At the Palm Sunday service yesterday, Pope Leo XIV stood before tens of thousands gathered in St. Peter’s Square on and said that God refuses to hear the prayers of those who wage war.
“Jesus is the King of Peace, who rejects war, whom no one can use to justify war,” Leo said during his Palm sermon, the liturgy that opens Holy Week. “He does not listen to the prayers of those who wage war, but rejects them.”
The pope quoted the prophet Isaiah: “Even though you make many prayers, I will not listen: your hands are full of blood.”
He built his entire sermon around a single point: Jesus entered Jerusalem on a donkey, not a war horse, fulfilling the prophecy of Zechariah that the Messiah would “cut off the chariot from Ephraim and the war-horse from Jerusalem” and “command peace to the nations.”
When one of his own disciples drew a sword in Gethsemane, Jesus told him: “Put your sword back into its place, for all who take the sword will perish by the sword.”

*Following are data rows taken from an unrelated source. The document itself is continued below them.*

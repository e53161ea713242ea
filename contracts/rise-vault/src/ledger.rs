//! Pool accounting shared by the lending endpoints and the leveraged-token engine.
//!
//! Borrower debt is a share of one global pool: each borrower holds debt
//! proportion units and owns `proportion * total_outstanding_debt /
//! total_debt_proportion`. Accrual only grows `total_outstanding_debt`, so
//! interest reaches every borrower without iterating over them.

use rise_math::{checked_add, checked_mul, checked_sub, mul_div_floor, mul_fixed};
use soroban_sdk::{Address, Env};

use crate::constants::ONE;
use crate::errors::Error;
use crate::events::{Borrow, InterestAccrued, Repay};
use crate::helpers::token_balance;
use crate::rate_model;
use crate::storage::*;

/// Vault state brought forward to the current ledger timestamp.
pub(crate) struct Accrual {
    pub state: VaultState,
    pub interest: u128,
    pub fee: u128,
    pub rate_per_second: u128,
}

/// Underlying held by the vault that is not owed to the fee receiver.
pub(crate) fn available_cash(
    env: &Env,
    underlying: &Address,
    state: &VaultState,
) -> Result<u128, Error> {
    let balance = token_balance(env, underlying, &env.current_contract_address())?;
    Ok(balance.saturating_sub(state.total_pending_fees))
}

pub(crate) fn current_utilization(
    env: &Env,
    underlying: &Address,
    state: &VaultState,
) -> Result<u128, Error> {
    let cash = available_cash(env, underlying, state)?;
    rate_model::utilization(env, cash, state.total_outstanding_debt)
}

/// Computes the accrual since the last checkpoint without persisting it.
pub(crate) fn project(env: &Env, underlying: &Address) -> Result<Accrual, Error> {
    let mut state = read_state(env)?;
    let now = env.ledger().timestamp();
    if now <= state.last_accrual_timestamp {
        return Ok(Accrual {
            state,
            interest: 0,
            fee: 0,
            rate_per_second: 0,
        });
    }
    let elapsed = (now - state.last_accrual_timestamp) as u128;
    state.last_accrual_timestamp = now;
    if state.total_outstanding_debt == 0 {
        return Ok(Accrual {
            state,
            interest: 0,
            fee: 0,
            rate_per_second: 0,
        });
    }

    let params = read_params(env)?;
    let utilization = current_utilization(env, underlying, &state)?;
    let rate_per_second = rate_model::borrow_rate_per_second(env, &params, utilization)?;
    let interest = mul_fixed(
        env,
        state.total_outstanding_debt,
        checked_mul(rate_per_second, elapsed)?,
    )?;
    let fee = mul_fixed(env, interest, params.performance_fee)?;

    // Borrowers owe the full interest; the fee slice is carved out of cash for the protocol.
    state.total_outstanding_debt = checked_add(state.total_outstanding_debt, interest)?;
    state.total_pending_fees = checked_add(state.total_pending_fees, fee)?;
    Ok(Accrual {
        state,
        interest,
        fee,
        rate_per_second,
    })
}

/// Checkpoints interest up to now. A second call in the same timestamp changes nothing.
pub(crate) fn accrue_interest(env: &Env) -> Result<VaultState, Error> {
    let underlying = ensure_initialized(env)?;
    let accrual = project(env, &underlying)?;
    write_state(env, &accrual.state);
    if accrual.interest > 0 {
        InterestAccrued {
            interest: accrual.interest,
            fee: accrual.fee,
            borrow_rate_per_second: accrual.rate_per_second,
            total_outstanding_debt: accrual.state.total_outstanding_debt,
        }
        .publish(env);
    }
    Ok(accrual.state)
}

/// Underlying value of one vault share, scaled by 1e18.
pub(crate) fn exchange_rate(
    env: &Env,
    underlying: &Address,
    state: &VaultState,
) -> Result<u128, Error> {
    let supply = total_shares(env);
    if supply == 0 {
        return Ok(ONE);
    }
    let cash = available_cash(env, underlying, state)?;
    let assets = checked_add(cash, state.total_outstanding_debt)?;
    Ok(mul_div_floor(env, assets, ONE, supply)?)
}

pub(crate) fn debt_of(env: &Env, state: &VaultState, borrower: &Address) -> Result<u128, Error> {
    let proportion = read_debt_proportion(env, borrower);
    if proportion == 0 || state.total_debt_proportion == 0 {
        return Ok(0);
    }
    Ok(mul_div_floor(
        env,
        proportion,
        state.total_outstanding_debt,
        state.total_debt_proportion,
    )?)
}

/// Books `amount` of new debt against `borrower`. The caller moves the funds
/// and persists `state`.
pub(crate) fn record_borrow(
    env: &Env,
    state: &mut VaultState,
    borrower: &Address,
    amount: u128,
) -> Result<u128, Error> {
    let units = if state.total_debt_proportion == 0 || state.total_outstanding_debt == 0 {
        amount
    } else {
        mul_div_floor(
            env,
            amount,
            state.total_debt_proportion,
            state.total_outstanding_debt,
        )?
    };
    if units == 0 {
        return Err(Error::ZeroAmount);
    }
    let proportion = checked_add(read_debt_proportion(env, borrower), units)?;
    state.total_outstanding_debt = checked_add(state.total_outstanding_debt, amount)?;
    state.total_debt_proportion = checked_add(state.total_debt_proportion, units)?;
    write_debt_proportion(env, borrower, proportion);

    Borrow {
        borrower: borrower.clone(),
        amount,
        debt_proportion: proportion,
        total_outstanding_debt: state.total_outstanding_debt,
    }
    .publish(env);
    Ok(units)
}

/// Clears up to `amount` of `borrower`'s debt and returns what was actually
/// repaid. Repaying the whole debt retires every proportion unit so no dust
/// is left behind. The caller moves the funds and persists `state`.
pub(crate) fn record_repay(
    env: &Env,
    state: &mut VaultState,
    borrower: &Address,
    amount: u128,
) -> Result<u128, Error> {
    let debt = debt_of(env, state, borrower)?;
    if debt == 0 || amount == 0 {
        return Ok(0);
    }
    let repaid = amount.min(debt);
    let proportion = read_debt_proportion(env, borrower);
    let units = if repaid == debt {
        proportion
    } else {
        mul_div_floor(
            env,
            repaid,
            state.total_debt_proportion,
            state.total_outstanding_debt,
        )?
        .min(proportion)
    };
    let remaining = checked_sub(proportion, units)?;
    state.total_outstanding_debt = checked_sub(state.total_outstanding_debt, repaid)?;
    state.total_debt_proportion = checked_sub(state.total_debt_proportion, units)?;
    write_debt_proportion(env, borrower, remaining);

    Repay {
        borrower: borrower.clone(),
        amount: repaid,
        debt_proportion: remaining,
        total_outstanding_debt: state.total_outstanding_debt,
    }
    .publish(env);
    Ok(repaid)
}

The pointed homily required no interpretation. Three days earlier, Defense Secretary Pete Hegseth stood at a Pentagon prayer service and asked God to sanction “overwhelming violence” against “those who deserve no mercy” — carrying a Bible stamped with “Deus Vult,” the Crusader battle cry that means "God wills it." Leo’s invocation of Isaiah landed as a direct rebuke: "God won't bless your bombs, and he will not bless your slaughter."